One of my favorite writers is Patrick McManus. For those of you who have not read his work, what’s wrong with you? He is one of the funniest outdoor humor writers I have ever read. Okay, he is the only outdoor humor writer I’ve ever read, but he is still hilarious. He wrote a short story about Cabin Fever he experienced as a child snowed in among the backwoods of Idaho. I don’t want to give away the ending, but I will tell you it involved white haired gnomes. See why I like his stories?
The reason I bring it up is the snow. We got some snow last
night. By some I mean a butt-load of snow. For East Tennessee five inches of
snow is a butt-load. Now before any of you people in places like Minnesota or
New England start laughing at me… you already are, aren’t you? Anyway, there
are a few things you have going for you that we don’t. You have little things
like snow plows and drivers who know what they are doing. We don’t have those
luxuries in the South. It’s supposed to be warmer down here.
Since it is not safe on the roads, I stay inside when we have horrendous,
polar-vortex blizzards that leave us with a big, bad five inches of snow. That
can lead to cabin fever. Now let me explain how this works. You can’t go
outside for fear of falls, frostbite and getting run over on the second floor
of the mall by Knoxvillians trying to drive in the snow. Yes, it is that bad.
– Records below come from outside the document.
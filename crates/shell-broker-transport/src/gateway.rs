//! Event gateway: maps one transport channel's inbound messages onto the
//! broker.

use std::sync::Arc;

use shell_broker_core::{
    BrokerError, BrokerEvent, Caller, ConnectParams, ErrorKind, EventSink, Geometry, SessionId,
};
use shell_broker_session::{Broker, PendingConnect};
use tokio::task::JoinHandle;
use tracing::{debug, warn};

use crate::protocol::{ClientMessage, ProtocolError};

/// Per-channel message handler.
///
/// Messages are handled in arrival order. A `connect` registers its session
/// before `handle` returns; only the handshake runs as a child task, so a
/// later `disconnect` or channel close always finds the session and cancels
/// it.
pub struct Gateway {
    broker: Arc<Broker>,
    session_id: SessionId,
    caller: Option<Caller>,
    events: EventSink,
    connect_task: Option<JoinHandle<()>>,
}

impl Gateway {
    /// `caller` is `None` when the auth gate rejected the channel.
    #[must_use]
    pub fn new(broker: Arc<Broker>, caller: Option<Caller>, events: EventSink) -> Self {
        Self {
            broker,
            session_id: SessionId::new_v4(),
            caller,
            events,
            connect_task: None,
        }
    }

    #[must_use]
    pub const fn session_id(&self) -> SessionId {
        self.session_id
    }

    /// Decode and handle one text frame.
    pub async fn handle_text(&mut self, text: &str) {
        match ClientMessage::parse(text) {
            Ok(msg) => self.handle(msg).await,
            Err(e) => self.reject_frame(&e),
        }
    }

    /// Handle a binary frame carrying a UTF-8 JSON message.
    pub async fn handle_binary(&mut self, data: &[u8]) {
        match std::str::from_utf8(data) {
            Ok(text) => self.handle_text(text).await,
            Err(e) => self.reject_frame(&ProtocolError::from(e)),
        }
    }

    pub async fn handle(&mut self, msg: ClientMessage) {
        match msg {
            ClientMessage::Connect {
                host,
                port,
                username,
                credential,
                auth_method,
                cols,
                rows,
            } => {
                let Some(caller) = self.caller.as_ref() else {
                    warn!(session_id = %self.session_id, "Unauthenticated connect attempt");
                    self.events.report(&BrokerError::Unauthenticated);
                    return;
                };
                let params = ConnectParams::validate(&host, port, &username, credential, auth_method)
                    .and_then(|params| match (cols, rows) {
                        (Some(cols), Some(rows)) => {
                            Ok(params.with_geometry(Geometry::new(cols, rows)?))
                        }
                        _ => Ok(params),
                    });
                let pending = params.and_then(|params| {
                    self.broker
                        .begin_connect(self.session_id, caller, params, &self.events)
                });
                match pending {
                    Ok(pending) => self.spawn_handshake(pending),
                    Err(e) => self.report(&e),
                }
            }
            ClientMessage::Input { data } => match ClientMessage::decode_input(&data) {
                Ok(bytes) => {
                    if let Err(e) = self.broker.send_input(self.session_id, &bytes).await {
                        self.report(&e);
                    }
                }
                Err(e) => self.reject_frame(&e),
            },
            ClientMessage::Resize { cols, rows } => {
                if let Err(e) = self.broker.resize(self.session_id, cols, rows).await {
                    self.report(&e);
                }
            }
            ClientMessage::Disconnect => {
                self.broker.disconnect(self.session_id, &self.events).await;
            }
            ClientMessage::GetStatus => {
                self.events.send(self.broker.status(self.session_id));
            }
            ClientMessage::Ping => {
                self.events.send(BrokerEvent::Pong);
            }
        }
    }

    /// The transport channel closed: end its session without reporting.
    ///
    /// Waits for an in-flight handshake to let go of its connection.
    pub async fn close(&mut self) {
        self.broker.release(self.session_id).await;
        self.settle().await;
        debug!(session_id = %self.session_id, "Gateway closed");
    }

    /// Wait for an in-flight connect to finish.
    pub async fn settle(&mut self) {
        if let Some(task) = self.connect_task.take() {
            let _ = task.await;
        }
    }

    fn spawn_handshake(&mut self, pending: PendingConnect) {
        let broker = Arc::clone(&self.broker);
        let events = self.events.clone();
        let id = self.session_id;
        let task = tokio::spawn(async move {
            if let Err(e) = broker.finish_connect(pending).await {
                if !e.already_reported() {
                    events.report(&e);
                }
            }
        });
        if let Some(previous) = self.connect_task.replace(task) {
            if !previous.is_finished() {
                debug!(session_id = %id, "Connect issued while a previous one is in flight");
            }
        }
    }

    /// Send the one `error` event for a failed request, unless the session
    /// teardown already did.
    fn report(&self, err: &BrokerError) {
        debug!(session_id = %self.session_id, error = %err, "Rejected request");
        if !err.already_reported() {
            self.events.report(err);
        }
    }

    fn reject_frame(&self, err: &ProtocolError) {
        warn!(session_id = %self.session_id, error = %err, "Invalid client message");
        self.events.error(ErrorKind::Validation, err.to_string());
    }
}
So you stay in and enjoy the companionship of your loved ones. Sounds good,
doesn’t it?
All is well until the cable goes out due to the weather. So you
check online to see what’s happening with your 500 Facebook friends whom you
have never met in real life. That works for five minutes until your internet is
taken out by a malicious icicle on the lines two blocks over. That’s okay
because you have over 100 DVDs with movies you haven’t watched in months or
years. Just as you are sliding the movie into the player, a tree limb becomes
overloaded by the snow and hits the power line coming into the apartment
complex. That’s not a problem because your laptop can play a couple of movies
on a full charge. Well, it wouldn’t have been a problem if your son hadn’t used
it to play World of Warcraft last night and forgot to plug it in after
defeating a really nasty troll. Twenty-eight seconds into Spider-Man 2, your
computer shuts down.
No TV. No internet. No power. No movies. No computer. And it’s
all Al Gore’s fault for inventing global warming which is somehow responsible
for colder winters, too. Don’t ask me, I don’t get it either. I just blame
Gore. All that is left are books. As a writer, I think this is a good thing. My
state of mind is not the best since everything I have tried seems to end in
failure. Closing my eyes, I choose a random book. The complete works of Edgar
Allen Poe. What could possibly go wrong reading stories of death and horror
while stuck inside with nothing working while hanging out with family? I opened
the book at random and began dramatically reading The Tell Tale Heart out loud so all could enjoy:
“TRUE! – nervous – very, very dreadfully nervous I had been and
am; but why will you say that I am mad? The disease had sharpened my senses –
not destroyed – not dulled them. Above all was the sense of hearing acute. I
heard all things in the heaven and in the earth. I heard many things in hell.
How, then, am I mad? Hearken! and observe how healthily – how calmly I can tell
you the whole story.”
After one paragraph my son informed me I was reading with too
much emotion – almost like I was really feeling what I read. He took Poe away
and handed me The Hitchhikers Guide to
the Galaxy instead. I think the snow is getting to him.